Your assignment
From the entries that follow, extract each line holding the string "first".

Saved data entries:
*** Block opens ***
//! A single record whose fields correspond one-to-one with a schema's
//! columns.

use serde::{Deserialize, Serialize};
use serde_json::{Map, Value};
use std::fmt;
use std::iter::FromIterator;

/// An ordered mapping from column names to values.
///
/// Fields keep their insertion order, so a row built in schema order stays
/// aligned with the schema. Two rows are equal when they hold the same
/// columns with equal values, regardless of field order.
#[derive(Clone, Debug, Default, Deserialize, PartialEq, Serialize)]
#[serde(transparent)]
pub struct Row {
    fields: Map<String, Value>,
}

impl Row {
    #[must_use]
    pub fn new() -> Self {
        Self { fields: Map::new() }
    }

    /// Wraps a JSON value in a `Row`, or returns `None` if the value is not
    /// an object.
    #[must_use]
    pub fn from_value(value: Value) -> Option<Self> {
        match value {
            Value::Object(fields) => Some(Self { fields }),
            _ => None,
        }
    }

    #[must_use]
    pub fn into_value(self) -> Value {
        Value::Object(self.fields)
    }

    /// Sets `column` to `value`, keeping the column's position if it is
    /// already present.
    pub fn set<K, V>(&mut self, column: K, value: V)
    where
        K: Into<String>,
        V: Into<Value>,
    {
        self.fields.insert(column.into(), value.into());
    }

    pub fn remove(&mut self, column: &str) -> Option<Value> {
        self.fields.remove(column)
    }

    #[must_use]
    pub fn get(&self, column: &str) -> Option<&Value> {
        self.fields.get(column)
    }

    #[must_use]
    pub fn get_str(&self, column: &str) -> Option<&str> {
        self.fields.get(column)?.as_str()
    }

    #[must_use]
    pub fn get_i64(&self, column: &str) -> Option<i64> {
        self.fields.get(column)?.as_i64()
    }

    #[must_use]
    pub fn get_f64(&self, column: &str) -> Option<f64> {
        self.fields.get(column)?.as_f64()
    }

    #[must_use]
    pub fn get_bool(&self, column: &str) -> Option<bool> {
        self.fields.get(column)?.as_bool()
    }

    #[must_use]
    pub fn has_column(&self, column: &str) -> bool {
        self.fields.contains_key(column)
    }

    /// Returns the row's column names in field order.
    pub fn columns(&self) -> impl Iterator<Item = &str> {
        self.fields.keys().map(String::as_str)
    }

    /// Returns the number of fields in the row.
    #[must_use]
    pub fn len(&self) -> usize {
        self.fields.len()
    }

    #[must_use]
    pub fn is_empty(&self) -> bool {
        self.fields.is_empty()
    }
}

impl fmt::Display for Row {
    fn fmt(&self, f: &mut fmt::Formatter<'_>) -> fmt::Result {
        write!(f, "{{")?;
        for (i, (column, value)) in self.fields.iter().enumerate() {
            if i > 0 {
                write!(f, ", ")?;
            }
            write!(f, "\"{}\": {}", column, value)?;
        }
        write!(f, "}}")
    }
}

impl From<Map<String, Value>> for Row {
    fn from(fields: Map<String, Value>) -> Self {
        Self { fields }
    }
}

impl<K, V> FromIterator<(K, V)> for Row
where
    K: Into<String>,
    V: Into<Value>,
{
    fn from_iter<I: IntoIterator<Item = (K, V)>>(iter: I) -> Self {
        Self {
            fields: iter
                .into_iter()
                .map(|(k, v)| (k.into(), v.into()))
                .collect(),
        }
    }
}

#[cfg(test)]
mod tests {
    use super::*;
    use serde_json::json;

    #[test]
    fn columns_follow_insertion_order() {
        let mut row = Row::new();
        row.set("b", 2);
        row.set("a", 1);
        assert_eq!(row.columns().collect::<Vec<_>>(), ["b", "a"]);

        row.set("b", 20);
        assert_eq!(row.columns().collect::<Vec<_>>(), ["b", "a"]);
        assert_eq!(row.get_i64("b"), Some(20));

        assert_eq!(row.remove("b"), Some(json!(20)));
        assert_eq!(row.columns().collect::<Vec<_>>(), ["a"]);
        assert!(!row.has_column("b"));
    }

    #[test]
    fn from_value_requires_an_object() {
        assert!(Row::from_value(json!({"a": 1})).is_some());
        assert!(Row::from_value(json!([1, 2])).is_none());
        assert!(Row::from_value(json!("a")).is_none());
    }

    #[test]
    fn typed_getters() {
        let row = Row::from_value(json!({
            "name": "u1",
            "count": 3,
            "ratio": 0.5,
            "seen": true,
        }))
        .expect("object");
        assert_eq!(row.get_str("name"), Some("u1"));
        assert_eq!(row.get_i64("count"), Some(3));
        assert_eq!(row.get_f64("ratio"), Some(0.5));
        assert_eq!(row.get_bool("seen"), Some(true));
        assert_eq!(row.get_str("count"), None);
        assert_eq!(row.get("missing"), None);
    }

    #[test]
    fn equality_ignores_field_order() {
        let a = Row::from_value(json!({"a": 1, "b": 2})).expect("object");
        let b = Row::from_value(json!({"b": 2, "a": 1})).expect("object");
        assert_eq!(a, b);

        let c = Row::from_value(json!({"a": 1, "b": 3})).expect("object");
        assert_ne!(a, c);
    }

    #[test]
    fn display_renders_fields_in_order() {
        let row: Row = vec![("a", 1), ("b", 2)].into_iter().collect();
        assert_eq!(row.to_string(), r#"{"a": 1, "b": 2}"#);
    }
}
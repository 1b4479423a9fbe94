use serde_json::Value;
use std::fmt;
use std::sync::Arc;
use thiserror::Error;

use crate::datatypes::{Schema, SchemaError, ShardId};
use crate::record::Row;
use crate::slice;

/// The column a row may carry to restate which shard it belongs to.
pub const SHARD_ID_COLUMN: &str = "shard_id";

const PREVIEW_ROWS: usize = 2;

#[derive(Clone, Debug, Error, PartialEq)]
pub enum BatchError {
    #[error(transparent)]
    Schema(#[from] SchemaError),
    #[error("cannot combine shard `{actual}` with shard `{expected}`")]
    ShardMismatch { expected: ShardId, actual: ShardId },
    #[error("row {row} has shard id {actual}, expected `{expected}`")]
    RowShardMismatch {
        row: usize,
        expected: ShardId,
        actual: Value,
    },
    #[error("cannot combine schema {actual:?} with schema {expected:?}")]
    IncompatibleSchema {
        expected: Vec<String>,
        actual: Vec<String>,
    },
    #[error("index {index} out of range for a batch of {len} rows")]
    OutOfRange { index: isize, len: usize },
    #[error("slice step must not be zero")]
    ZeroStep,
}

/// An immutable batch of rows that all belong to the same shard and match
/// the same schema.
///
/// The shard id and schema are properties of the container, not of
/// individual rows; an empty batch still carries both. No method mutates a
/// batch after construction, so one instance can be read from any number of
/// threads at once, and every combining operation returns a new batch.
#[derive(Clone, Debug, PartialEq)]
pub struct ShardBatch {
    shard_id: ShardId,
    schema: Arc<Schema>,
    rows: Vec<Row>,
}

impl ShardBatch {
    /// Creates a new `ShardBatch` after validating every row against
    /// `schema`, failing on the first violation.
    ///
    /// The batch takes ownership of `rows`, so no caller-side handle can
    /// alter them after construction.
    ///
    /// # Errors
    ///
    /// Returns an error if a row's column set differs from the schema's, or
    /// if the schema defines a `shard_id` column and a row's value there is
    /// not `shard_id`.
    pub fn new<S>(shard_id: S, schema: Arc<Schema>, rows: Vec<Row>) -> Result<Self, BatchError>
    where
        S: Into<ShardId>,
    {
        let shard_id = shard_id.into();
        for (index, row) in rows.iter().enumerate() {
            schema.validate_row(index, row)?;
            check_row_shard(&shard_id, &schema, index, row)?;
        }
        Ok(Self {
            shard_id,
            schema,
            rows,
        })
    }

    /// Creates a batch with no rows that still carries a concrete shard id
    /// and schema.
    #[must_use]
    pub fn empty<S>(shard_id: S, schema: Arc<Schema>) -> Self
    where
        S: Into<ShardId>,
    {
        Self {
            shard_id: shard_id.into(),
            schema,
            rows: Vec::new(),
        }
    }

    #[must_use]
    pub fn shard_id(&self) -> &ShardId {
        &self.shard_id
    }

    /// Returns the schema shared by every row in the batch.
    #[must_use]
    pub fn schema(&self) -> &Arc<Schema> {
        &self.schema
    }

    #[must_use]
    pub fn rows(&self) -> &[Row] {
        &self.rows
    }

    /// Returns the number of rows in the batch.
    #[must_use]
    pub fn len(&self) -> usize {
        self.rows.len()
    }

    #[must_use]
    pub fn is_empty(&self) -> bool {
        self.rows.is_empty()
    }

    /// Returns `true` if a row equal to `row` is in the batch.
    #[must_use]
    pub fn contains(&self, row: &Row) -> bool {
        self.rows.iter().any(|r| r == row)
    }

    /// Returns the row at `index`; negative indices count from the end.
    ///
    /// # Errors
    ///
    /// Returns an error if `index` is outside `[-len, len)`.
    pub fn get(&self, index: isize) -> Result<&Row, BatchError> {
        let len = self.rows.len();
        let resolved = if index < 0 {
            index + len as isize
        } else {
            index
        };
        if resolved < 0 || resolved as usize >= len {
            return Err(BatchError::OutOfRange { index, len });
        }
        Ok(&self.rows[resolved as usize])
    }

    /// Returns a new batch holding the selected sub-sequence of rows.
    ///
    /// Bounds follow half-open slice conventions: a `None` bound selects
    /// from the corresponding end of the batch, negative bounds count from
    /// the end, and out-of-range bounds are clamped. The result keeps this
    /// batch's shard id and schema even when the selection is empty.
    ///
    /// # Errors
    ///
    /// Returns an error if `step` is zero.
    pub fn slice(
        &self,
        start: Option<isize>,
        stop: Option<isize>,
        step: isize,
    ) -> Result<Self, BatchError> {
        if step == 0 {
            return Err(BatchError::ZeroStep);
        }
        let rows = slice::select(self.rows.len(), start, stop, step)
            .into_iter()
            .map(|i| self.rows[i].clone())
            .collect();
        Ok(Self {
            shard_id: self.shard_id.clone(),
            schema: Arc::clone(&self.schema),
            rows,
        })
    }

    /// Returns an iterator over the rows in stored order. Every call starts
    /// fresh; iterating neither consumes nor alters the batch.
    pub fn iter(&self) -> std::slice::Iter<'_, Row> {
        self.rows.iter()
    }

    /// Returns every value of `column` in row order, or `None` if the
    /// schema does not define the column.
    #[must_use]
    pub fn column(&self, name: &str) -> Option<Vec<&Value>> {
        if !self.schema.contains(name) {
            return None;
        }
        Some(self.rows.iter().filter_map(|r| r.get(name)).collect())
    }

    /// Concatenates two batches of the same shard and schema into a new
    /// one, `self` rows first. Neither operand is altered.
    ///
    /// # Errors
    ///
    /// Returns an error if the shard ids differ, or if the schemas differ
    /// as ordered column sequences.
    pub fn merge(&self, other: &Self) -> Result<Self, BatchError> {
        if self.shard_id != other.shard_id {
            return Err(BatchError::ShardMismatch {
                expected: self.shard_id.clone(),
                actual: other.shard_id.clone(),
            });
        }
        if self.schema != other.schema {
            return Err(BatchError::IncompatibleSchema {
                expected: self.schema.columns().to_vec(),
                actual: other.schema.columns().to_vec(),
            });
        }
        let mut rows = Vec::with_capacity(self.rows.len() + other.rows.len());
        rows.extend_from_slice(&self.rows);
        rows.extend_from_slice(&other.rows);
        Ok(Self {
            shard_id: self.shard_id.clone(),
            schema: Arc::clone(&self.schema),
            rows,
        })
    }

    /// Appends raw rows to the batch, validating each one with exactly the
    /// construction rules. If any row fails, no new batch is produced.
    ///
    /// # Errors
    ///
    /// Returns an error naming the index within `raw_rows` of the first row
    /// whose columns or shard id do not match the batch.
    pub fn merge_rows(&self, raw_rows: Vec<Row>) -> Result<Self, BatchError> {
        for (index, row) in raw_rows.iter().enumerate() {
            self.schema.validate_row(index, row)?;
            check_row_shard(&self.shard_id, &self.schema, index, row)?;
        }
        let mut rows = Vec::with_capacity(self.rows.len() + raw_rows.len());
        rows.extend_from_slice(&self.rows);
        rows.extend(raw_rows);
        Ok(Self {
            shard_id: self.shard_id.clone(),
            schema: Arc::clone(&self.schema),
            rows,
        })
    }
}

fn check_row_shard(
    shard_id: &ShardId,
    schema: &Schema,
    index: usize,
    row: &Row,
) -> Result<(), BatchError> {
    if !schema.contains(SHARD_ID_COLUMN) {
        return Ok(());
    }
    match row.get(SHARD_ID_COLUMN) {
        Some(value) if !shard_id.matches(value) => Err(BatchError::RowShardMismatch {
            row: index,
            expected: shard_id.clone(),
            actual: value.clone(),
        }),
        _ => Ok(()),
    }
}

impl fmt::Display for ShardBatch {
    fn fmt(&self, f: &mut fmt::Formatter<'_>) -> fmt::Result {
        writeln!(
            f,
            "ShardBatch(shard_id={}, rows={}, cols={})",
            self.shard_id,
            self.rows.len(),
            self.schema
        )?;
        for row in self.rows.iter().take(PREVIEW_ROWS) {
            writeln!(f, "  {}", row)?;
        }
        if self.rows.len() > PREVIEW_ROWS {
            writeln!(f, "  ... ({} more rows)", self.rows.len() - PREVIEW_ROWS)?;
        }
        Ok(())
    }
}

impl<'a> IntoIterator for &'a ShardBatch {
    type Item = &'a Row;
    type IntoIter = std::slice::Iter<'a, Row>;

    fn into_iter(self) -> Self::IntoIter {
        self.rows.iter()
    }
}
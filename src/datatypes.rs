use itertools::Itertools;
use serde::{Deserialize, Serialize};
use serde_json::Value;
use std::convert::TryFrom;
use std::fmt;
use thiserror::Error;

use crate::record::Row;

/// A structural problem with a schema, or a row that does not line up with
/// one.
#[derive(Clone, Debug, Eq, Error, PartialEq)]
pub enum SchemaError {
    #[error("schema must contain at least one column")]
    Empty,
    #[error("duplicate column `{0}` in schema")]
    DuplicateColumn(String),
    #[error(
        "row {row} does not match schema: missing columns {missing:?}, \
         unexpected columns {unexpected:?}"
    )]
    RowMismatch {
        row: usize,
        missing: Vec<String>,
        unexpected: Vec<String>,
    },
}

/// The ordered, duplicate-free list of column names that every row in a
/// batch must match exactly.
///
/// A `Schema` is validated once, at construction, and never mutated; batches
/// share one schema by reference with every slice and merge result derived
/// from them.
#[derive(Clone, Debug, Deserialize, Eq, PartialEq, Serialize)]
#[serde(into = "Vec<String>", try_from = "Vec<String>")]
pub struct Schema {
    columns: Vec<String>,
}

impl Schema {
    /// Creates a new `Schema` from an ordered sequence of column names.
    ///
    /// # Errors
    ///
    /// Returns an error if `columns` is empty or contains a duplicate name.
    pub fn new<I, S>(columns: I) -> Result<Self, SchemaError>
    where
        I: IntoIterator<Item = S>,
        S: Into<String>,
    {
        let columns: Vec<String> = columns.into_iter().map(Into::into).collect();
        if columns.is_empty() {
            return Err(SchemaError::Empty);
        }
        if let Some(dup) = columns.iter().duplicates().next() {
            return Err(SchemaError::DuplicateColumn(dup.clone()));
        }
        Ok(Self { columns })
    }

    /// Returns the column names in schema order.
    #[must_use]
    pub fn columns(&self) -> &[String] {
        &self.columns
    }

    /// Returns the number of columns in the schema.
    #[must_use]
    pub fn len(&self) -> usize {
        self.columns.len()
    }

    #[must_use]
    pub fn is_empty(&self) -> bool {
        self.columns.is_empty()
    }

    /// Returns `true` if `name` is one of the schema's columns.
    #[must_use]
    pub fn contains(&self, name: &str) -> bool {
        self.columns.iter().any(|c| c == name)
    }

    /// Returns the position of `name` in the schema.
    #[must_use]
    pub fn index_of(&self, name: &str) -> Option<usize> {
        self.columns.iter().position(|c| c == name)
    }

    /// Checks that `row`'s column set equals this schema's exactly, with no
    /// missing and no extra columns.
    ///
    /// # Errors
    ///
    /// Returns an error naming `row_index` and the symmetric difference of
    /// the two column sets.
    pub fn validate_row(&self, row_index: usize, row: &Row) -> Result<(), SchemaError> {
        let missing: Vec<String> = self
            .columns
            .iter()
            .filter(|c| !row.has_column(c))
            .cloned()
            .collect();
        let unexpected: Vec<String> = row
            .columns()
            .filter(|c| !self.contains(c))
            .map(str::to_owned)
            .collect();
        if missing.is_empty() && unexpected.is_empty() {
            Ok(())
        } else {
            Err(SchemaError::RowMismatch {
                row: row_index,
                missing,
                unexpected,
            })
        }
    }
}

impl fmt::Display for Schema {
    fn fmt(&self, f: &mut fmt::Formatter<'_>) -> fmt::Result {
        write!(f, "[{}]", self.columns.iter().join(", "))
    }
}

impl TryFrom<Vec<String>> for Schema {
    type Error = SchemaError;

    fn try_from(columns: Vec<String>) -> Result<Self, Self::Error> {
        Self::new(columns)
    }
}

impl From<Schema> for Vec<String> {
    fn from(schema: Schema) -> Self {
        schema.columns
    }
}

/// An opaque identifier of the shard a batch of rows belongs to.
#[derive(Clone, Debug, Deserialize, Eq, Hash, PartialEq, Serialize)]
#[serde(untagged)]
pub enum ShardId {
    Int(i64),
    Text(String),
}

impl ShardId {
    /// Returns `true` if `value` denotes this shard id.
    #[must_use]
    pub fn matches(&self, value: &Value) -> bool {
        match (self, value) {
            (Self::Int(id), Value::Number(n)) => n.as_i64() == Some(*id),
            (Self::Text(id), Value::String(s)) => id == s,
            _ => false,
        }
    }
}

impl fmt::Display for ShardId {
    fn fmt(&self, f: &mut fmt::Formatter<'_>) -> fmt::Result {
        match self {
            Self::Int(x) => write!(f, "{}", x),
            Self::Text(x) => write!(f, "{}", x),
        }
    }
}

impl From<i64> for ShardId {
    fn from(id: i64) -> Self {
        Self::Int(id)
    }
}

impl From<&str> for ShardId {
    fn from(id: &str) -> Self {
        Self::Text(id.to_string())
    }
}

impl From<String> for ShardId {
    fn from(id: String) -> Self {
        Self::Text(id)
    }
}

#[cfg(test)]
mod tests {
    use super::*;
    use serde_json::json;

    #[test]
    fn schema_preserves_column_order() {
        let schema = Schema::new(vec!["ts", "user_id", "value"]).expect("unique columns");
        assert_eq!(schema.columns(), ["ts", "user_id", "value"]);
        assert_eq!(schema.len(), 3);
        assert_eq!(schema.index_of("user_id"), Some(1));
        assert!(schema.contains("value"));
        assert!(!schema.contains("missing"));
    }

    #[test]
    fn schema_rejects_duplicate_column() {
        assert_eq!(
            Schema::new(vec!["a", "b", "a"]),
            Err(SchemaError::DuplicateColumn("a".to_string()))
        );
    }

    #[test]
    fn schema_rejects_empty_column_list() {
        assert_eq!(Schema::new(Vec::<String>::new()), Err(SchemaError::Empty));
    }

    #[test]
    fn validate_row_reports_symmetric_difference() {
        let schema = Schema::new(vec!["a", "b"]).expect("unique columns");
        let row = Row::from_value(json!({"a": 1, "c": 3})).expect("object");
        assert_eq!(
            schema.validate_row(7, &row),
            Err(SchemaError::RowMismatch {
                row: 7,
                missing: vec!["b".to_string()],
                unexpected: vec!["c".to_string()],
            })
        );

        let row = Row::from_value(json!({"a": 1, "b": 2})).expect("object");
        assert_eq!(schema.validate_row(7, &row), Ok(()));
    }

    #[test]
    fn schema_serde_round_trip() {
        let schema = Schema::new(vec!["a", "b"]).expect("unique columns");
        let encoded = serde_json::to_string(&schema).expect("serializable");
        assert_eq!(encoded, r#"["a","b"]"#);
        let decoded: Schema = serde_json::from_str(&encoded).expect("valid schema");
        assert_eq!(decoded, schema);

        assert!(serde_json::from_str::<Schema>(r#"["a","a"]"#).is_err());
    }

    #[test]
    fn shard_id_matches_row_values() {
        let text = ShardId::from("s1");
        assert!(text.matches(&json!("s1")));
        assert!(!text.matches(&json!("s2")));
        assert!(!text.matches(&json!(1)));

        let int = ShardId::from(3_i64);
        assert!(int.matches(&json!(3)));
        assert!(!int.matches(&json!(4)));
        assert!(!int.matches(&json!("3")));
    }

    #[test]
    fn shard_id_display() {
        assert_eq!(ShardId::from("s1").to_string(), "s1");
        assert_eq!(ShardId::from(42_i64).to_string(), "42");
    }
}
*** Block closes ***
Answer box
    /// `schema`, failing on the first violation.
    /// one, `self` rows first. Neither operand is altered.
    /// Returns an error naming the index within `raw_rows` of the first row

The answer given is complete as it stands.